Oops. Work and Pensions Secretary Iain Duncan Smith really set himself up on Radio 4’s Today programme yesterday.
John Humphrys (interviewer): Could you survive on £53 a week?
IDC: Well….if I had to I would.
I repeat: oops. Judging by the public reaction to IDC’s comment, one might have thought he yelled “bring it on!” while pumping the air in defiance. A petition on change.org for IDC to prove he could live on that amount had received 184,554 digital signatures when I started writing this and 208,988 by the time I finished (about an hour). All this is particularly poignant when your party says stuff like “we’re all in this together”
- The guy who challenged IDC, David Bennett, 51, is a divorced father of two who claims he only gets £53 from the state to live on each week. He is a gambler, but lets not tarnish his reputation unduly – he was made redundant three years ago, according to his interview, and is now a self-employed market trader. His £53 does not include the money he gets in housing benefit, and he has only worked 21 hours this year.

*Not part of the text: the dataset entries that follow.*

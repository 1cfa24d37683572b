use crate::capture::GameSetup;
use crate::models::{
    ActionType, Championship, ColorPair, Event, Game, GameColors, GameTeams, GameType, Player,
    Position, Team, TeamRef,
};
use crate::stats::score_of;

/// Test utilities for creating players, events, setups and stored games
pub struct TestDataBuilder;

impl TestDataBuilder {
    /// Creates a forward named after its id
    pub fn skater(id: &str, jersey_number: u8, team_id: &str) -> Player {
        Player::new(
            id,
            format!("Player {id}"),
            jersey_number,
            Position::Forward,
            team_id,
        )
    }

    /// Creates a goalie named after its id
    pub fn goalie(id: &str, jersey_number: u8, team_id: &str) -> Player {
        Player::new(
            id,
            format!("Goalie {id}"),
            jersey_number,
            Position::Goalie,
            team_id,
        )
    }

    /// Creates an event by a player of `team_id`; the team name equals its id.
    pub fn event(
        action_type: ActionType,
        team_id: &str,
        player_id: &str,
        period: u32,
        time: u32,
    ) -> Event {
        Event {
            id: 0,
            action_type,
            team: TeamRef::new(team_id, team_id),
            player: Self::skater(player_id, 10, team_id),
            assists: Vec::new(),
            period,
            time,
            x: 50.0,
            y: 50.0,
        }
    }

    /// Creates a roster with distinct jersey numbers: goalies first, then
    /// defenders, then forwards. Ids are `{team_id}-{jersey}`.
    pub fn roster(team_id: &str, goalies: u8, defenders: u8, forwards: u8) -> Vec<Player> {
        let mut players = Vec::new();
        let mut number = 1u8;
        for (count, position) in [
            (goalies, Position::Goalie),
            (defenders, Position::Defender),
            (forwards, Position::Forward),
        ] {
            for _ in 0..count {
                players.push(Player::new(
                    format!("{team_id}-{number}"),
                    format!("{position} {number}"),
                    number,
                    position,
                    team_id,
                ));
                number += 1;
            }
        }
        players
    }

    /// Creates a team whose pool and game roster are 2 goalies and 15 skaters.
    pub fn team(id: &str) -> Team {
        let roster = Self::roster(id, 2, 5, 10);
        Team {
            championships: vec![Championship::ErsteLeague],
            home_color: ColorPair::new("#000000", "#ffffff"),
            away_color: ColorPair::new("#ffffff", "#000000"),
            players: roster.clone(),
            roster,
            ..Team::new(id, id)
        }
    }

    /// Creates a setup that passes every start check.
    pub fn setup(home: &str, away: &str) -> GameSetup {
        GameSetup {
            season: "2024-2025".to_string(),
            championship: Championship::ErsteLeague,
            game_type: GameType::Regular,
            rink_image: "rink.png".to_string(),
            home_team: Self::team(home),
            away_team: Self::team(away),
            home_colors: ColorPair::new("#000000", "#ffffff"),
            away_colors: ColorPair::new("#cc0000", "#ffffff"),
        }
    }

    pub fn game(home: &str, away: &str) -> GameBuilder {
        GameBuilder::new(home, away)
    }
}

/// Builds a stored game; the score is derived from the actions on `build`.
pub struct GameBuilder {
    game: Game,
}

impl GameBuilder {
    fn new(home: &str, away: &str) -> Self {
        GameBuilder {
            game: Game {
                id: format!("game-{home}-{away}"),
                game_type: GameType::Regular,
                season: "2024-2025".to_string(),
                championship: Championship::ErsteLeague,
                actions: Vec::new(),
                timestamp: "2024-10-01T18:00:00+00:00".to_string(),
                score: Default::default(),
                teams: GameTeams {
                    home: Team::new(home, home),
                    away: Team::new(away, away),
                },
                colors: GameColors {
                    home: ColorPair::new("#000000", "#ffffff"),
                    away: ColorPair::new("#cc0000", "#ffffff"),
                },
                selected_image: "rink.png".to_string(),
            },
        }
    }

    pub fn season(mut self, season: &str) -> Self {
        self.game.season = season.to_string();
        self
    }

    pub fn championship(mut self, championship: Championship) -> Self {
        self.game.championship = championship;
        self
    }

    pub fn game_type(mut self, game_type: GameType) -> Self {
        self.game.game_type = game_type;
        self
    }

    pub fn action(mut self, event: Event) -> Self {
        self.game.actions.push(event);
        self
    }

    pub fn actions(mut self, events: Vec<Event>) -> Self {
        self.game.actions.extend(events);
        self
    }

    /// Sets the dressed home roster; the players also join the home pool.
    pub fn home_roster(mut self, roster: Vec<Player>) -> Self {
        self.game.teams.home.players = roster.clone();
        self.game.teams.home.roster = roster;
        self
    }

    pub fn away_roster(mut self, roster: Vec<Player>) -> Self {
        self.game.teams.away.players = roster.clone();
        self.game.teams.away.roster = roster;
        self
    }

    pub fn build(mut self) -> Game {
        self.game.score = score_of(&self.game.actions, &self.game.teams.home.id);
        self.game
    }
}
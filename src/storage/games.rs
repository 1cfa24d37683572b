use async_trait::async_trait;
use std::collections::HashMap;
use std::path::{Path, PathBuf};
use tokio::fs;
use tokio::sync::RwLock;
use tracing::{info, warn};

use super::{new_id, now_timestamp, read_json, remove_file_if_exists, write_json};
use crate::error::AppError;
use crate::models::Game;

/// Store of finalized games.
///
/// Games are always written whole: `update` overwrites the stored document with
/// the full action list and score the caller hands in.
#[async_trait]
pub trait GameRepository: Send + Sync {
    /// Stores a new game under a fresh id and returns it with id and timestamp set.
    async fn save(&self, game: Game) -> Result<Game, AppError>;

    /// Overwrites an existing game. Fails for a game without an id.
    async fn update(&self, game: Game) -> Result<Game, AppError>;

    /// Deletes the game. A game that was never saved is ignored.
    async fn delete(&self, game: &Game) -> Result<(), AppError>;

    async fn list_all(&self) -> Result<Vec<Game>, AppError>;

    async fn get(&self, id: &str) -> Result<Game, AppError>;

    /// Games the team played in, home or away.
    async fn list_by_team(&self, team_id: &str) -> Result<Vec<Game>, AppError> {
        if team_id.is_empty() {
            return Err(AppError::missing_id("team", "list games of"));
        }
        let games = self.list_all().await?;
        Ok(games
            .into_iter()
            .filter(|g| g.side_of(team_id).is_some())
            .collect())
    }
}

fn sort_by_timestamp(games: &mut [Game]) {
    games.sort_by(|a, b| a.timestamp.cmp(&b.timestamp));
}

/// One JSON document per game in `<data_dir>/games/<id>.json`.
#[derive(Debug, Clone)]
pub struct JsonGameStore {
    dir: PathBuf,
}

impl JsonGameStore {
    pub fn new(dir: impl Into<PathBuf>) -> Self {
        JsonGameStore { dir: dir.into() }
    }

    pub fn dir(&self) -> &Path {
        &self.dir
    }

    fn path_for(&self, id: &str) -> PathBuf {
        self.dir.join(format!("{id}.json"))
    }
}

#[async_trait]
impl GameRepository for JsonGameStore {
    async fn save(&self, mut game: Game) -> Result<Game, AppError> {
        game.id = new_id();
        game.timestamp = now_timestamp();
        write_json(&self.path_for(&game.id), &game).await?;
        info!(
            "Saved game {} ({} vs {}, {} actions)",
            game.id,
            game.teams.home.name,
            game.teams.away.name,
            game.actions.len()
        );
        Ok(game)
    }

    async fn update(&self, mut game: Game) -> Result<Game, AppError> {
        if game.id.is_empty() {
            return Err(AppError::missing_id("game", "update"));
        }
        let path = self.path_for(&game.id);
        if !path.exists() {
            return Err(AppError::game_not_found(&game.id));
        }
        game.timestamp = now_timestamp();
        write_json(&path, &game).await?;
        info!("Updated game {} ({} actions)", game.id, game.actions.len());
        Ok(game)
    }

    async fn delete(&self, game: &Game) -> Result<(), AppError> {
        if game.id.is_empty() {
            return Ok(());
        }
        remove_file_if_exists(&self.path_for(&game.id)).await?;
        info!("Deleted game {}", game.id);
        Ok(())
    }

    async fn list_all(&self) -> Result<Vec<Game>, AppError> {
        let mut entries = match fs::read_dir(&self.dir).await {
            Ok(entries) => entries,
            Err(e) if e.kind() == std::io::ErrorKind::NotFound => return Ok(Vec::new()),
            Err(e) => return Err(e.into()),
        };

        let mut games = Vec::new();
        while let Some(entry) = entries.next_entry().await? {
            let path = entry.path();
            if path.extension().and_then(|e| e.to_str()) != Some("json") {
                continue;
            }
            match read_json::<Game>(&path).await {
                Ok(Some(game)) => games.push(game),
                Ok(None) => {}
                Err(e) => warn!("Skipping unreadable game file {}: {}", path.display(), e),
            }
        }

        sort_by_timestamp(&mut games);
        Ok(games)
    }

    async fn get(&self, id: &str) -> Result<Game, AppError> {
        read_json(&self.path_for(id))
            .await?
            .ok_or_else(|| AppError::game_not_found(id))
    }
}

/// Game store kept in memory; used by tests and dry runs.
#[derive(Debug, Default)]
pub struct InMemoryGameStore {
    games: RwLock<HashMap<String, Game>>,
}

impl InMemoryGameStore {
    pub fn new() -> Self {
        InMemoryGameStore::default()
    }

    pub async fn len(&self) -> usize {
        self.games.read().await.len()
    }

    pub async fn is_empty(&self) -> bool {
        self.games.read().await.is_empty()
    }
}

#[async_trait]
impl GameRepository for InMemoryGameStore {
    async fn save(&self, mut game: Game) -> Result<Game, AppError> {
        game.id = new_id();
        game.timestamp = now_timestamp();
        self.games
            .write()
            .await
            .insert(game.id.clone(), game.clone());
        Ok(game)
    }

    async fn update(&self, mut game: Game) -> Result<Game, AppError> {
        if game.id.is_empty() {
            return Err(AppError::missing_id("game", "update"));
        }
        let mut games = self.games.write().await;
        if !games.contains_key(&game.id) {
            return Err(AppError::game_not_found(&game.id));
        }
        game.timestamp = now_timestamp();
        games.insert(game.id.clone(), game.clone());
        Ok(game)
    }

    async fn delete(&self, game: &Game) -> Result<(), AppError> {
        if !game.id.is_empty() {
            self.games.write().await.remove(&game.id);
        }
        Ok(())
    }

    async fn list_all(&self) -> Result<Vec<Game>, AppError> {
        let mut games: Vec<Game> = self.games.read().await.values().cloned().collect();
        sort_by_timestamp(&mut games);
        Ok(games)
    }

    async fn get(&self, id: &str) -> Result<Game, AppError> {
        self.games
            .read()
            .await
            .get(id)
            .cloned()
            .ok_or_else(|| AppError::game_not_found(id))
    }
}
// src/main.rs
use clap::Parser;
use rink_tracker::cli::{Args, is_config_update};
use rink_tracker::commands::{
    handle_clear_recovery_command, handle_config_update_command, handle_games_command,
    handle_list_config_command, handle_player_stats_command, handle_recovery_command,
    handle_team_stats_command, handle_teams_command, handle_version_command,
};
use rink_tracker::config::Config;
use rink_tracker::error::AppError;
use rink_tracker::logging::setup_logging;

#[tokio::main]
async fn main() -> Result<(), AppError> {
    let args = Args::parse();

    // The guard flushes buffered log lines when main returns
    let (log_file_path, _guard) = setup_logging(&args).await?;
    tracing::info!("Logs are being written to: {log_file_path}");

    if args.version {
        return handle_version_command();
    }

    if args.list_config {
        return handle_list_config_command().await;
    }

    if is_config_update(&args) {
        return handle_config_update_command(&args).await;
    }

    // Load config first to fail early if there's an issue
    let config = Config::load().await?;

    if args.clear_recovery {
        handle_clear_recovery_command(&config).await?;
    } else if args.recovery {
        handle_recovery_command(&config).await?;
    }

    if args.games {
        handle_games_command(&config, &args).await?;
    }

    if args.teams {
        handle_teams_command(&config).await?;
    }

    if let Some(team_id) = &args.team_stats {
        handle_team_stats_command(&config, &args, team_id).await?;
    }

    if let Some(team_id) = &args.player_stats {
        handle_player_stats_command(&config, &args, team_id).await?;
    }

    let nothing_requested = !(args.games
        || args.teams
        || args.recovery
        || args.clear_recovery
        || args.team_stats.is_some()
        || args.player_stats.is_some());
    if nothing_requested {
        println!("Nothing to show. Run with --help to list the available commands.");
    }

    Ok(())
}
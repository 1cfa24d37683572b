use serde::{Deserialize, Serialize};
use std::collections::{BTreeMap, HashMap};

use crate::models::{Championship, ParseError};

/// Composition a dressed roster must have in one championship.
#[derive(Debug, Clone, Copy, PartialEq, Eq, Serialize, Deserialize)]
pub struct RosterRules {
    pub min_skaters: u32,
    pub max_skaters: u32,
    pub goalies: u32,
}

impl RosterRules {
    pub const fn new(min_skaters: u32, max_skaters: u32, goalies: u32) -> Self {
        RosterRules {
            min_skaters,
            max_skaters,
            goalies,
        }
    }
}

/// Built-in rules for a championship.
pub fn default_rules(championship: Championship) -> RosterRules {
    match championship {
        Championship::ErsteLeague => RosterRules::new(15, 19, 2),
        Championship::RomanianChampionship
        | Championship::RomanianCup
        | Championship::RomanianSupercup => RosterRules::new(15, 20, 2),
    }
}

/// Rules per championship: the built-in table with configured overrides on top.
#[derive(Debug, Clone, PartialEq, Eq)]
pub struct RosterRulesTable {
    rules: HashMap<Championship, RosterRules>,
}

impl Default for RosterRulesTable {
    fn default() -> Self {
        RosterRulesTable {
            rules: Championship::ALL
                .into_iter()
                .map(|c| (c, default_rules(c)))
                .collect(),
        }
    }
}

impl RosterRulesTable {
    /// Applies overrides keyed by championship display name.
    ///
    /// An unknown name is an error so a typo in the config file does not go
    /// unnoticed.
    pub fn with_overrides(overrides: &BTreeMap<String, RosterRules>) -> Result<Self, ParseError> {
        let mut table = RosterRulesTable::default();
        for (name, rules) in overrides {
            let championship: Championship = name.parse()?;
            table.rules.insert(championship, *rules);
        }
        Ok(table)
    }

    pub fn rules_for(&self, championship: Championship) -> RosterRules {
        self.rules
            .get(&championship)
            .copied()
            .unwrap_or_else(|| default_rules(championship))
    }
}
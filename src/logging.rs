use crate::cli::Args;
use crate::config::Config;
use crate::constants::storage::LOG_FILE_NAME;
use crate::error::AppError;
use std::io::stdout;
use std::path::Path;
use tracing_appender::non_blocking::WorkerGuard;
use tracing_appender::rolling::{RollingFileAppender, Rotation};
use tracing_subscriber::filter::Directive;
use tracing_subscriber::{EnvFilter, fmt, prelude::*};

const DEFAULT_DIRECTIVE: &str = "rink_tracker=info";
const DEBUG_DIRECTIVE: &str = "rink_tracker=debug";

fn filter(directive: &str) -> Result<EnvFilter, AppError> {
    let directive = directive
        .parse::<Directive>()
        .map_err(|e| AppError::log_setup_error(format!("Invalid log directive: {e}")))?;
    Ok(EnvFilter::from_default_env().add_directive(directive))
}

/// Splits the log location into directory and file name. The command-line path
/// wins over the configured one; without either the default log directory is used.
pub fn resolve_log_location(cli_path: Option<&str>, config_path: Option<&str>) -> (String, String) {
    match cli_path.or(config_path) {
        Some(custom_path) => {
            let path = Path::new(custom_path);
            let parent = path
                .parent()
                .filter(|p| !p.as_os_str().is_empty())
                .unwrap_or(Path::new("."));
            let file_name = path
                .file_name()
                .and_then(|n| n.to_str())
                .unwrap_or(LOG_FILE_NAME);
            (parent.to_string_lossy().to_string(), file_name.to_string())
        }
        None => (Config::get_log_dir_path(), LOG_FILE_NAME.to_string()),
    }
}

/// Sets up logging configuration for the application.
///
/// - Always logs to a daily rolling file, creating its directory when missing
/// - `--debug` also logs to stdout and raises this crate to debug level
///
/// Returns the path to the log file and the guard that must be kept alive
/// for the duration of the program to ensure proper log flushing.
pub async fn setup_logging(args: &Args) -> Result<(String, WorkerGuard), AppError> {
    let config_log_path = Config::load()
        .await
        .ok()
        .and_then(|config| config.log_file_path);

    let (log_dir, log_file_name) =
        resolve_log_location(args.log_file.as_deref(), config_log_path.as_deref());

    if !Path::new(&log_dir).exists() {
        tokio::fs::create_dir_all(&log_dir).await.map_err(|e| {
            AppError::log_setup_error(format!("Failed to create log directory: {e}"))
        })?;
    }

    let file_appender = RollingFileAppender::new(Rotation::DAILY, &log_dir, &log_file_name);

    // The guard must outlive every log call or buffered lines are lost
    let (non_blocking, guard) = tracing_appender::non_blocking(file_appender);

    let registry = tracing_subscriber::registry();
    let directive = if args.debug {
        DEBUG_DIRECTIVE
    } else {
        DEFAULT_DIRECTIVE
    };

    if args.debug {
        registry
            .with(
                fmt::Layer::new()
                    .with_writer(stdout)
                    .with_ansi(true)
                    .with_filter(filter(directive)?),
            )
            .with(
                fmt::Layer::new()
                    .with_writer(non_blocking)
                    .with_ansi(false)
                    .with_filter(filter(directive)?),
            )
            .init();
    } else {
        registry
            .with(
                fmt::Layer::new()
                    .with_writer(non_blocking)
                    .with_ansi(false)
                    .with_filter(filter(directive)?),
            )
            .init();
    }

    let log_file_path = format!("{log_dir}/{log_file_name}");
    Ok((log_file_path, guard))
}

- Iain Duncan Smith earns £134,565 as a cabinet minister – roughly £1,500 per week after tax. He lives in a £2m home in Buckinghamshire (which actually belongs to his father-in-law) and drives a Morgan convertible, if you can believe The Mirror.
So what is actually going to happen to Mr Bennett’s benefits (and yours, potentially)? There are three main changes, besides a cap on the amount benefits can reach – £26,000 (national average income).
- UNIVERSAL CREDIT will be the most common benefit dished out. It will replace Jobseeker’s Allowance, Employment Support Allowance, Income Support, Housing Benefit, Working Tax Credit and Child Tax Credit.
- PERSONAL INDEPENDENCE PAYMENTS (when they think about the acronym more than the title, you know we have a problem) will replace Disability Living Allowance.
- COUNCIL TAX BENEFIT will be worked out on a national basis rather than local. It won’t be cut for old people (I’m glad to see that the transfer of wealth from young to old is still healthy as ever).
The media has gone mental since the changes were all proposed. The Daily Mail (which hates immigrants and lazy people) says: “Thousands taking jobs because of Iain Duncan Smith’s benefits cap.” The Mirror (king of sarcastic hyperbole) begs to differ, yelling: “Stuff the workers: Osborne mugs 1.7m breadwinners with Tory welfare reforms.”
Apparently 400,000 families will be worse off under the universal credit, according to some experts. Other experts say that 3m families will be better off. The Chancellor George Osborne says “9 out of 10 working households will be better off.”
Huh!? Come again? Someone can’t add.
The short answer is: nobody really knows whether you’ll be better off or not because each case is different and generalising across the population is just not helpful. If you want some idea about your personal situation (or someone you know), you could try the universal credit benefits calculator.
So is this all going to save the government some dosh?
The UK spends 23 per cent of the government budget on benefits – that’s £159bn. About half of that goes on the state pension – people living longer than expected costs an awful lot of money. The Guardian datablog does some great coverage of this. Here’s the infographic:
How much will the cuts save?
ANSWER: Around £18bn a year by the time we get to 2015 – about 11 per cent of the welfare budget.
Bottom line: Don thy future-specs or brush the dust off that crystal ball, because no-one really knows who is going to win and who isn’t.